"Full acceptance, not mere tolerance, is a better goal for open societies", Denzel Chung
Open Borders: Essay competition winner
Does immigration strengthen or undermine tolerance?
Full acceptance, not mere tolerance, is a better goal for open societies, says Denzel Chung
This essay is the winner of The Economist’s Open Future essay competition in the category of Open Borders, responding to the question: “Does immigration strengthen or undermine tolerance?” The winner is Denzel Chung, 18 years old, from New Zealand.
* * *
Moving from Malaysia to New Zealand, our family has seen it all. We have seen a brave new world of inclusive multiculturalism. We saw genuine efforts made to start understanding and embracing the unique culture we brought with us, just as we made our own efforts to understand and embrace the culture of our new neighbours.
We have learned (albeit reluctantly) to put Marmite on toast as well as in rice congee. They have learned (albeit reluctantly) to use peanuts and spices in satay sauce, instead of peanut butter and cream. We have learned to kick back on Waitangi Day or Queen’s Birthday Weekend and get to know New Zealand’s rich Māori and Pakeha history, while they have learned about the cacophonous, multicultural Malaysian feasts of Chinese New Year, Hari Raya Aidilfitri and Deepavali.
We have also seen a darker underbelly, the seething resentment and implicit discrimination occasionally boiling over into outright racism (that dreaded “r-word,” so potent and so feared, and so much more convenient to brush off and sweep under the carpet).
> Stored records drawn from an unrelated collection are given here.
#[cfg(test)]
mod tests {
    use super::*;
    use crate::escape::journal::EntryKind;
    use crate::escape::session::fixture::session;

    fn game(rolls: &[f64]) -> EscapeGame {
        EscapeGame::with_timer(session(rolls), TransitionTimer::new(0.0))
    }

    fn key(game: &mut EscapeGame, c: char) {
        game.handle_input(&InputEvent::Key(c));
    }

    fn type_code(game: &mut EscapeGame, code: &str) {
        for c in code.chars() {
            key(game, c);
        }
        game.handle_input(&InputEvent::Enter);
    }

    fn choice_index(game: &EscapeGame, command: Command) -> char {
        let i = game
            .choices()
            .iter()
            .position(|c| c.command == command)
            .unwrap();
        char::from_digit(i as u32 + 1, 10).unwrap()
    }

    fn advance(game: &mut EscapeGame) {
        game.update(0.0);
    }

    #[test]
    fn starts_in_the_ward_with_opening_entries() {
        let g = game(&[]);
        assert_eq!(g.room_id(), RoomId::Ward);
        assert_eq!(g.scene(), WARD.intro);
        assert_eq!(g.session().journal.len(), 2);
        assert_eq!(g.mode(), Mode::Explore);
    }

    #[test]
    fn choice_keys_inspect_targets() {
        let mut g = game(&[]);
        key(&mut g, '1');
        assert!(g.session().items.has("Chart Piece", 1));
        assert!(g.scene().contains('5'));
        assert!(!g.message().is_empty());
    }

    #[test]
    fn click_choices_match_keys() {
        let mut g = game(&[]);
        g.handle_input(&InputEvent::Click(CHOICE_BASE + 1));
        assert!(g.session().items.has("Wall Graffiti Piece", 1));
    }

    #[test]
    fn ward_to_lobby_through_the_keypad() {
        let mut g = game(&[]);
        let door = choice_index(&g, Command::Interact(DOOR_TARGET));
        key(&mut g, door);
        assert_eq!(g.mode(), Mode::CodeEntry);

        type_code(&mut g, "5679");
        assert_eq!(g.message(), "The code is wrong.");
        assert_eq!(g.mode(), Mode::CodeEntry);
        assert!(g.pending_transition().is_none());

        type_code(&mut g, "5678");
        assert_eq!(
            g.pending_transition().map(|t| t.to),
            Some(RoomId::Lobby)
        );
        assert!(!g.handle_input(&InputEvent::Key('1')));

        advance(&mut g);
        assert_eq!(g.room_id(), RoomId::Lobby);
        assert!(g.session().journal.is_empty());
    }

    #[test]
    fn keypad_clicks_and_erase() {
        let mut g = game(&[]);
        let door = choice_index(&g, Command::Interact(DOOR_TARGET));
        key(&mut g, door);
        for d in [5, 6, 7, 9, 9] {
            g.handle_input(&InputEvent::Click(KEYPAD_BASE + d));
        }
        assert_eq!(g.code_input(), "5679");
        g.handle_input(&InputEvent::Click(ERASE_CODE));
        g.handle_input(&InputEvent::Click(KEYPAD_BASE + 8));
        assert_eq!(g.code_input(), "5678");
        g.handle_input(&InputEvent::Click(SUBMIT_CODE));
        assert!(g.pending_transition().is_some());
    }

    #[test]
    fn cancel_restores_scene_and_clears_input() {
        let mut g = game(&[]);
        let door = choice_index(&g, Command::Interact(DOOR_TARGET));
        key(&mut g, door);
        key(&mut g, '5');
        g.handle_input(&InputEvent::Escape);
        assert_eq!(g.mode(), Mode::Explore);
        assert_eq!(g.code_input(), "");
        assert_eq!(g.scene(), WARD.intro);
    }

    #[test]
    fn transition_waits_for_the_delay() {
        let mut g = EscapeGame::with_timer(session(&[]), TransitionTimer::new(2000.0));
        let door = choice_index(&g, Command::Interact(DOOR_TARGET));
        key(&mut g, door);
        type_code(&mut g, "5678");
        g.update(0.0);
        g.update(400.0);
        assert_eq!(g.room_id(), RoomId::Ward);
        for i in 2..=6 {
            g.update(i as f64 * 400.0);
        }
        assert_eq!(g.room_id(), RoomId::Lobby);
    }

    #[test]
    fn hint_choice_grants_hint_item() {
        let mut g = game(&[]);
        let hint = choice_index(&g, Command::RequestHint);
        key(&mut g, hint);
        assert!(g.message().starts_with("Hint:"));
        assert_eq!(g.inventory().hints.len(), 1);
    }

    #[test]
    fn inventory_view_follows_stores() {
        let mut g = game(&[0.1]);
        key(&mut g, '1');
        let random = choice_index(&g, Command::Interact(RANDOM_TARGET));
        key(&mut g, random);
        let entries = g.inventory().entries();
        assert_eq!(entries[0].name, "Switch Order Hint");
        assert_eq!(entries[0].category, ItemCategory::Important);
        assert_eq!(entries[1].name, "Chart Piece");
    }

    #[test]
    fn bag_examines_selected_item() {
        let mut g = game(&[]);
        key(&mut g, '1');
        let journal_before = g.session().journal.len();
        key(&mut g, 'i');
        assert_eq!(g.mode(), Mode::Bag);
        key(&mut g, '1');
        assert_eq!(g.selected(), Some(0));
        assert!(g.message().contains("blood-pressure"));
        assert_eq!(g.session().journal.len(), journal_before + 1);
        key(&mut g, 'i');
        assert_eq!(g.mode(), Mode::Explore);
    }

    fn reach_surgery(g: &mut EscapeGame) {
        for (code, next) in [("5678", RoomId::Lobby), ("1234", RoomId::Surgery)] {
            let door = choice_index(g, Command::Interact(DOOR_TARGET));
            key(g, door);
            type_code(g, code);
            advance(g);
            assert_eq!(g.room_id(), next);
        }
    }

    #[test]
    fn full_run_to_the_epilogue() {
        let mut g = game(&[0.9]);
        reach_surgery(&mut g);

        key(&mut g, '1'); // missing switch
        assert!(g.session().important.has("Missing Lever", 1));
        // Switch choices shift up once the lever is found.
        for c in ['1', '2', '3'] {
            key(&mut g, c);
        }
        let chip = choice_index(&g, Command::Interact(CHIP_TARGET));
        key(&mut g, chip);
        assert_eq!(
            g.choices()[0].command,
            Command::Choose(Decision::Accept)
        );

        key(&mut g, '2');
        assert_eq!(
            g.pending_transition().map(|t| t.href()),
            Some("../rooms4/observation.html?accept=0".to_string())
        );
        advance(&mut g);
        assert_eq!(g.mode(), Mode::Epilogue);
        assert!(matches!(g.room(), ActiveRoom::Epilogue { accepted: false }));
        assert_eq!(g.session().journal.last().unwrap().kind, EntryKind::Emotion);
        assert!(g.session().important.has("Data Chip", 1));
    }

    #[test]
    fn restart_wipes_everything() {
        let mut g = game(&[0.9]);
        reach_surgery(&mut g);
        key(&mut g, '1');
        for c in ['1', '2', '3'] {
            key(&mut g, c);
        }
        let chip = choice_index(&g, Command::Interact(CHIP_TARGET));
        key(&mut g, chip);
        key(&mut g, '1');
        advance(&mut g);
        assert!(matches!(g.room(), ActiveRoom::Epilogue { accepted: true }));

        key(&mut g, 'r');
        assert_eq!(g.room_id(), RoomId::Ward);
        assert!(g.session().important.items().is_empty());
        assert!(g.inventory().entries().is_empty());
    }

    #[test]
    fn data_chip_outside_surgery_is_not_consumed() {
        let mut g = game(&[]);
        g.session.important.add("Data Chip", 1);
        let out = g.use_important_item(ItemKind::DataChip);
        assert!(out.message.is_some());
        assert!(!out.offers_choice);
        assert!(g.session().important.has("Data Chip", 1));
    }

    #[test]
    fn data_chip_in_surgery_reveals_choice_from_bag() {
        let mut g = game(&[0.9]);
        reach_surgery(&mut g);
        g.session.important.add("Data Chip", 1);

        key(&mut g, 'i');
        key(&mut g, '1');
        key(&mut g, 'u');
        assert_eq!(g.mode(), Mode::Explore);
        assert_eq!(g.choices().len(), 2);
        assert!(!g.session().important.has("Data Chip", 1));
    }

    #[test]
    fn unusable_or_missing_items() {
        let mut g = game(&[]);
        let out = g.use_important_item(ItemKind::ExperimenterKey);
        assert!(out.message.unwrap().contains("can't be used"));
        let out = g.use_important_item(ItemKind::MissingLever);
        assert_eq!(out.message.as_deref(), Some("You don't have that."));
    }
}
We saw as my parents, well-paid professionals in Malaysia, trudged through a variety of menial jobs, struggling to apply for minimum-wage work; and not for a lack of qualifications, experience or even English-language ability. We cringed as apoplectic politicians attacked yet another farm, factory or residential home being sold to “the Chinese”; culminating in the then-opposition Labour Party claiming an overseas hijacking of our housing market, based on the fact that 39.5% of house purchasers in Auckland had “Chinese-sounding names”. We groaned as we went through the usual baptism of fire for any new immigrant, the cocked-eyebrow and puzzled look as you struggle to get your words across, the constant sniggers and cries of “sorry, I didn’t get that,” little snipes at the outwardly different and the distinctive.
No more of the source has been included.